PROBLEM STATEMENT :: Extract all lines from the data beneath that include the word "LlmRequest".

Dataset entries
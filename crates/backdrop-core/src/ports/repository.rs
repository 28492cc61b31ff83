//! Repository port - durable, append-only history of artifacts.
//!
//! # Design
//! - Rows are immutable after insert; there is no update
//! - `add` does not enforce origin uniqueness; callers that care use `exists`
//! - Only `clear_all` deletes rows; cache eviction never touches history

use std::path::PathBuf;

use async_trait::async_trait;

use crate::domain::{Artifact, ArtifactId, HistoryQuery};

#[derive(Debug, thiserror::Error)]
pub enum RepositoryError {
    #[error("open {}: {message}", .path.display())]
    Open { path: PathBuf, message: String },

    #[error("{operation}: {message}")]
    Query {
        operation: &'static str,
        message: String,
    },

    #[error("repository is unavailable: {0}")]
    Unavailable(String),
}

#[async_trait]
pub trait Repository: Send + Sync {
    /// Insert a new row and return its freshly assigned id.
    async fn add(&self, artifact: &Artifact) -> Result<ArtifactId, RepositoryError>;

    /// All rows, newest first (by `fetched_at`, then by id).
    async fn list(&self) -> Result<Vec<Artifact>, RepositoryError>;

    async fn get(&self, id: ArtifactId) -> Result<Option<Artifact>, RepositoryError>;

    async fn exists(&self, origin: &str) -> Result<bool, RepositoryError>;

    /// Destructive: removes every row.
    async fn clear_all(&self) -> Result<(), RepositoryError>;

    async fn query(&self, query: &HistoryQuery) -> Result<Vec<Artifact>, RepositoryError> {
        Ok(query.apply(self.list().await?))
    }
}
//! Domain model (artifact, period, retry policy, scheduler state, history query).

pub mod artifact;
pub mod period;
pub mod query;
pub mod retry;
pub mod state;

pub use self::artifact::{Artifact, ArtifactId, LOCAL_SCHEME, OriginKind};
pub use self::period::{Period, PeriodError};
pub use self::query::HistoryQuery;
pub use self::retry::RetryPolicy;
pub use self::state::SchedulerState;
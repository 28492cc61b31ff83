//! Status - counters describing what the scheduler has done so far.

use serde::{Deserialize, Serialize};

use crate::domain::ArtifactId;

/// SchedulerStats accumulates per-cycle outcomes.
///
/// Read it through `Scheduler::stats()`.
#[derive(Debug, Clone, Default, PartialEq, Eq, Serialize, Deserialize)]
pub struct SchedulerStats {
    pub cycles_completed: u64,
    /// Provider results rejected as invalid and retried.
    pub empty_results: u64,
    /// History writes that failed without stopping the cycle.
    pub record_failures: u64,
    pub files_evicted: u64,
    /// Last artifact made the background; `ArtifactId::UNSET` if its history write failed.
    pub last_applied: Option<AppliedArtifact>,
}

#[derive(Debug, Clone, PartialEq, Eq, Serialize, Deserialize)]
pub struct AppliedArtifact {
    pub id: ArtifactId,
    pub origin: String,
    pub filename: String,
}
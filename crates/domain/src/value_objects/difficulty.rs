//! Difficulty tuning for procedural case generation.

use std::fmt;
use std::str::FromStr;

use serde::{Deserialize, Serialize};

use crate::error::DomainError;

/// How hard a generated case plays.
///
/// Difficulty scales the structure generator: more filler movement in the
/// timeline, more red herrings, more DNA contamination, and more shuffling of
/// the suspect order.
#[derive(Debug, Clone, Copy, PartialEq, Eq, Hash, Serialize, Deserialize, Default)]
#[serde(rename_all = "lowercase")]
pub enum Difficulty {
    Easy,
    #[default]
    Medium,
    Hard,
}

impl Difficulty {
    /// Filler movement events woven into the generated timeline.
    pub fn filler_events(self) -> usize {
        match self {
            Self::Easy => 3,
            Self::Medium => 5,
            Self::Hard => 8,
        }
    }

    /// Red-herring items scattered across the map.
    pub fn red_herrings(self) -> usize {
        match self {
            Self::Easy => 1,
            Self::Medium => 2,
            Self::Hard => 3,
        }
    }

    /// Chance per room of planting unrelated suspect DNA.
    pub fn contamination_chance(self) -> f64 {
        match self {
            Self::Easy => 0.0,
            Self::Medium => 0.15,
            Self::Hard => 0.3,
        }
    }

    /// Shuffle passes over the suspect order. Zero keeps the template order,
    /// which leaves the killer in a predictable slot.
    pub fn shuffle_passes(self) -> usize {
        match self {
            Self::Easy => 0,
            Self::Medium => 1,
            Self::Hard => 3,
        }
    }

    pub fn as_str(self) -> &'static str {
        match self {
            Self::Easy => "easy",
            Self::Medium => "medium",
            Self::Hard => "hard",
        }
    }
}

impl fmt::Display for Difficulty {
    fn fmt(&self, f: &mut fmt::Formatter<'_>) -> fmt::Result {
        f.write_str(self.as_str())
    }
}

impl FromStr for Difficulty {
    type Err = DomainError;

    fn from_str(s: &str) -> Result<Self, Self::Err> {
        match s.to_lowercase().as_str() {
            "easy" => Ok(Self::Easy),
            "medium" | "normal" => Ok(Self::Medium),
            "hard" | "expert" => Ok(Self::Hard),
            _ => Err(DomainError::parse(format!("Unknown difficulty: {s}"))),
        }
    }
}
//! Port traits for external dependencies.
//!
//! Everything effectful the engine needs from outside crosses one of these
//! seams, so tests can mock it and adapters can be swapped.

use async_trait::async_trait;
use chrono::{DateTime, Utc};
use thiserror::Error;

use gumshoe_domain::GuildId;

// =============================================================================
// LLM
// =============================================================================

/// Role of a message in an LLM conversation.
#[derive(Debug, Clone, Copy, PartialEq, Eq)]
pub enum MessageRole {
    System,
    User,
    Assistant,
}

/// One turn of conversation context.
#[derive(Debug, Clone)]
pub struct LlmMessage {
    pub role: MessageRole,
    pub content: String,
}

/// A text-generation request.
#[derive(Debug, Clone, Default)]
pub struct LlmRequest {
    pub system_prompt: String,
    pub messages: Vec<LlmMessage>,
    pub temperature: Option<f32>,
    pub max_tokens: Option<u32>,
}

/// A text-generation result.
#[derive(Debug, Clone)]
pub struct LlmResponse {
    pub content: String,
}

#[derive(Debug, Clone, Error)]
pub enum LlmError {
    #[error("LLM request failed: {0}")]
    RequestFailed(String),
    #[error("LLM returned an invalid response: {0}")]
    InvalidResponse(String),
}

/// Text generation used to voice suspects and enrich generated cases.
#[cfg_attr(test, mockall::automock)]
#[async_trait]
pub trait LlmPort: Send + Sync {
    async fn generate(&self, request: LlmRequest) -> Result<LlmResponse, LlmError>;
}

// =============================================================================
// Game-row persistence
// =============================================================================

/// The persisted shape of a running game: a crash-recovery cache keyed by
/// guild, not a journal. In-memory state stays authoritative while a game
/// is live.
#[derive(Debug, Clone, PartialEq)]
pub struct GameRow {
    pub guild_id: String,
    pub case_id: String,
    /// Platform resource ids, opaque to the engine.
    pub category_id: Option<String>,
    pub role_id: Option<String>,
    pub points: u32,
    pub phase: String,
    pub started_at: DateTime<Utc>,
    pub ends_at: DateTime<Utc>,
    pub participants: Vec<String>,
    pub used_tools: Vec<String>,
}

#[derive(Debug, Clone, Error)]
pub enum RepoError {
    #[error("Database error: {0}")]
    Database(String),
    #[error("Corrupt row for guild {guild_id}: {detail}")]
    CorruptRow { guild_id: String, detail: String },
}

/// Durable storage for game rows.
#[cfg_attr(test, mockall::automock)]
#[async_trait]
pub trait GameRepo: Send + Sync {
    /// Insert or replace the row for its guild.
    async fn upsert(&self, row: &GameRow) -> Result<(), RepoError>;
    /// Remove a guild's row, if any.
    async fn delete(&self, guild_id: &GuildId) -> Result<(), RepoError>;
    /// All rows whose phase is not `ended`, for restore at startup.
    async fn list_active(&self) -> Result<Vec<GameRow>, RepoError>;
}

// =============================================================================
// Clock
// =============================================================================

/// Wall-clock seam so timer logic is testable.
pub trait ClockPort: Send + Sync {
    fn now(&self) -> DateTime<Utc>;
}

OUTPUT OF THE EXERCISE ::
pub struct LlmRequest {
    async fn generate(&self, request: LlmRequest) -> Result<LlmResponse, LlmError>;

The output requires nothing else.